Subject 6. The Normal Distribution

Normal distributions are a family of distributions that have the same general shape.

  • They are symmetrical with scores more concentrated in the middle than in the tails.
  • Normal distributions are sometimes described as bell-shaped with a single peak at the exact center of the distribution.
  • The tails of the normal curve extends indefinitely in both directions. That is, possible outcomes of a normal distribution lie between - ∞ and + ∞.
  • Normal distributions may differ in how spread-out they are.

The graph looks like this:

The key properties are:

  • The normal distribution is completely described by two parameters: the mean (μ) and the standard deviation (σ).
  • The normal distribution is symmetrical: it has a skewness of 0, a kurtosis (it measures the peakedness of a distribution) of 3, and an excess kurtosis (which equals kurtosis less 3) of 0. As a consequence, the mean, median, and mode are all equal for a normal random variable.
  • A linear combination of two or more normal random variables is also normally distributed.

One reason the normal distribution is important is that many psychological, educational, and financial variables are distributed approximately normally. Measures of reading ability, introversion, job satisfaction, and memory are among the many psychological variables approximately normally distributed. Although the distributions are only approximately normal, they are usually quite close.

A second reason is that it is easy for mathematical statisticians to work with. Many kinds of statistical tests can be derived for normal distributions. Almost all statistical tests discussed in the textbook assume normal distributions. Fortunately, these tests work very well even if the distribution is only approximately normally distributed. Some tests work well even with very wide deviations from normality.

Finally, if the mean and standard deviation of a normal distribution are known, it is easy to convert back and forth from raw scores to percentiles.
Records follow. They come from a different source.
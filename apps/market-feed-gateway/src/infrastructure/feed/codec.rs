//! Frame Codec
//!
//! Classifies inbound text frames into [`UpstreamFrame`] variants and encodes
//! outbound control frames.
//!
//! Classification order:
//!
//! 1. A JSON array is a batch; each element is decoded on its own so one bad
//!    element does not poison the rest.
//! 2. An object with an `s` field is a data frame.
//! 3. An object with `event == "login"`, or with `status`/`message` and no
//!    `event`, is a login acknowledgement.
//! 4. Any other object with an `event` is a control event.
//! 5. Everything else is unrecognized.

use serde::Serialize;
use serde_json::Value;

use super::messages::{ControlEvent, DataFrame, LoginAck, UpstreamFrame};

/// Codec errors. All of them are protocol errors: the frame is dropped and the
/// receive loop keeps going.
#[derive(Debug, thiserror::Error)]
pub enum CodecError {
    /// JSON encoding/decoding failed.
    #[error("JSON codec error: {0}")]
    Json(#[from] serde_json::Error),

    /// Payload was not a JSON object or array.
    #[error("invalid frame format: {0}")]
    InvalidFormat(String),

    /// JSON object that matches no known frame shape.
    #[error("unrecognized frame: {0}")]
    UnrecognizedFrame(String),

    /// Data frame with unusable content.
    #[error("invalid record: {0}")]
    InvalidRecord(String),
}

/// JSON codec for the upstream feed.
#[derive(Debug, Default, Clone, Copy)]
pub struct FrameCodec;

impl FrameCodec {
    /// Create a new codec.
    #[must_use]
    pub const fn new() -> Self {
        Self
    }

    /// Decode one text frame.
    ///
    /// # Errors
    ///
    /// Returns an error if the text is not JSON or matches no known shape.
    pub fn decode(&self, text: &str) -> Result<UpstreamFrame, CodecError> {
        let trimmed = text.trim();
        if !(trimmed.starts_with('[') || trimmed.starts_with('{')) {
            return Err(CodecError::InvalidFormat(preview(trimmed)));
        }

        match serde_json::from_str::<Value>(trimmed)? {
            Value::Array(items) => Ok(UpstreamFrame::Batch(
                items.into_iter().map(Self::decode_data).collect(),
            )),
            Value::Object(map) => {
                let is_data = map.contains_key("s");
                let has_ack_fields = map.contains_key("status") || map.contains_key("message");
                let event = map.get("event").and_then(Value::as_str).map(str::to_owned);
                let value = Value::Object(map);

                if is_data {
                    Ok(UpstreamFrame::Data(serde_json::from_value(value)?))
                } else if event.as_deref() == Some("login") || (event.is_none() && has_ack_fields)
                {
                    Ok(UpstreamFrame::LoginAck(serde_json::from_value::<LoginAck>(value)?))
                } else if event.is_some() {
                    Ok(UpstreamFrame::ControlEvent(serde_json::from_value::<ControlEvent>(
                        value,
                    )?))
                } else {
                    Err(CodecError::UnrecognizedFrame(preview(trimmed)))
                }
            }
            _ => Err(CodecError::InvalidFormat(preview(trimmed))),
        }
    }

    /// Encode an outbound frame as JSON text.
    ///
    /// # Errors
    ///
    /// Returns an error if serialization fails.
    pub fn encode<T: Serialize>(&self, message: &T) -> Result<String, CodecError> {
        Ok(serde_json::to_string(message)?)
    }

    fn decode_data(value: Value) -> Result<DataFrame, CodecError> {
        if value.get("s").is_none() {
            return Err(CodecError::UnrecognizedFrame(preview(&value.to_string())));
        }
        Ok(serde_json::from_value(value)?)
    }
}

fn preview(text: &str) -> String {
    text.chars().take(64).collect()
}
For example, normal distribution is an approximate model for asset returns. The price of any asset can only drop to 0. Therefore, the lowest return on an asset is -100% (i.e., all investment in the asset is lost). Since the normal distribution extends to negative infinity without limit, it is not an accurate model for asset returns. However, for the normal distribution, the probability of outcomes below -100% is very small. Therefore, the normal distribution can be considered an approximate model for returns. However, the normal distribution tends to underestimate the probability of extreme returns.

Confidence intervals for a normally distributed random variable.

Analysts can use the sample mean to estimate the population mean, and the sample standard deviation to estimate the population standard deviation. The sample mean and sample standard deviation are point estimates.

Probability statements about a random variable are often framed using confidence intervals built around point estimates. In investment work, confidence intervals for a normal random variable in relation to its estimated mean are often used.

Confidence intervals use point estimates to make probability statements about the dispersion of the outcomes of a normal distribution. A confidence interval specifies the percentage of all observations that fall in a particular interval.

The exact confidence intervals for a normal random variable X:

  • 90% confidence interval for X is: x-bar - 1.645σ to x-bar + 1.645σ: this means that 10% of the observations fall outside the 90% confidence interval, with 5% on each side.

  • 95% confidence interval for X is: x-bar - 1.96σ to x-bar + 1.96 σ: this means that 5% of the observations fall outside the 95% confidence interval, with 2.5% on each side.

  • 99% confidence interval for X is: x-bar - 2.58 σ to x-bar + 2.58 σ: this means that 1% of the observations fall outside the 99% confidence interval, with 0.5% on each side.

Hint: memorize these numbers (1.645, 1.96 and 2.58) to quickly solve relevant problems. For details about confidence intervals, refer to Reading 11 - Sampling and Estimation.

User Contributed Comments 10

You need to log in first to add your comment.
achu: 1.645 90%; 1.96 95% ; 2.58 99%.
momtaz: The sample mean and sample standard deviation are point estimates.
anne3lance: Are we expecteed to learn these figures by heart?
olagbami: Yes Anne, u r to memorize dem!
Sego: yeah, its just one of those things
thekobe: also remember the chebysheb numbers 36% 56% and 75% 1.25 1.50 and 2
Bududeen: No need to memorize chebyshev ...just know the formula 1-1/k^2
Yrazzaq88: Easy to remember, that 1.96 << 96 is close to 95% CI

Once we know that,

1.645 = lowest 90%

2.58 = highest 99%
irapp92: So does this imply that the only Z- scores that we need to know confidence intervals for are 1 (68%), 1.645 (90%), 1.96 (95%), and 2.58 (99%)? Seems pretty arbitrary... am I missing a formula somewhere? Specifically one that can provide an exact confidence variable for a given z- score?
irapp92: Just saw the final sentence "for details about confidence interval, refer to Reading - Sampling and Estimation." Analyst Notes keepin' it suspenseful with the cliffhanger!